• WORK TASK
Print the data again, exactly.

• DATA SHOWN
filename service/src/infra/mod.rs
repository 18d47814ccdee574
//! Infrastructure layer.

pub mod database;

pub use self::database::Database;
#[cfg(feature = "postgres")]
pub use self::database::{postgres, Postgres};
//! Common definitions.
//!
//! List of available Cargo features:
#![doc = document_features::document_features!()]
#![deny(
    nonstandard_style,
    rust_2018_idioms,
    rustdoc::all,
    trivial_casts,
    trivial_numeric_casts,
    unsafe_code
)]
#![forbid(non_ascii_idents)]
#![warn(
    clippy::allow_attributes,
    clippy::allow_attributes_without_reason,
    clippy::pedantic,
    clippy::wildcard_enum_match_arm,
    deprecated_in_future,
    missing_copy_implementations,
    missing_debug_implementations,
    missing_docs,
    unreachable_pub,
    unused_crate_dependencies,
    unused_import_braces,
    unused_labels,
    unused_lifetimes,
    unused_qualifications,
    unused_results
)]

pub mod amount;
pub mod datetime;
pub mod handler;
mod kind;
pub mod operations;
pub mod unit;

pub use self::{
    amount::Amount,
    datetime::{DateTime, DateTimeOf},
    handler::Handler,
};

#[doc(hidden)]
pub mod private {
    //! Private definitions used by macros.

    #[cfg(feature = "postgres")]
    pub use postgres_types;
    #[cfg(feature = "serde")]
    pub use serde;
    pub use strum;
}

• ANSWER TO THIS PROBLEM
filename service/src/infra/mod.rs
repository 18d47814ccdee574
//! Infrastructure layer.

pub mod database;

pub use self::database::Database;
#[cfg(feature = "postgres")]
pub use self::database::{postgres, Postgres};
//! Common definitions.
//!
//! List of available Cargo features:
#![doc = document_features::document_features!()]
#![deny(
    nonstandard_style,
    rust_2018_idioms,
    rustdoc::all,
    trivial_casts,
    trivial_numeric_casts,
    unsafe_code
)]
#![forbid(non_ascii_idents)]
#![warn(
    clippy::allow_attributes,
    clippy::allow_attributes_without_reason,
    clippy::pedantic,
    clippy::wildcard_enum_match_arm,
    deprecated_in_future,
    missing_copy_implementations,
    missing_debug_implementations,
    missing_docs,
    unreachable_pub,
    unused_crate_dependencies,
    unused_import_braces,
    unused_labels,
    unused_lifetimes,
    unused_qualifications,
    unused_results
)]

pub mod amount;
pub mod datetime;
pub mod handler;
mod kind;
pub mod operations;
pub mod unit;

pub use self::{
    amount::Amount,
    datetime::{DateTime, DateTimeOf},
    handler::Handler,
};

#[doc(hidden)]
pub mod private {
    //! Private definitions used by macros.

    #[cfg(feature = "postgres")]
    pub use postgres_types;
    #[cfg(feature = "serde")]
    pub use serde;
    pub use strum;
}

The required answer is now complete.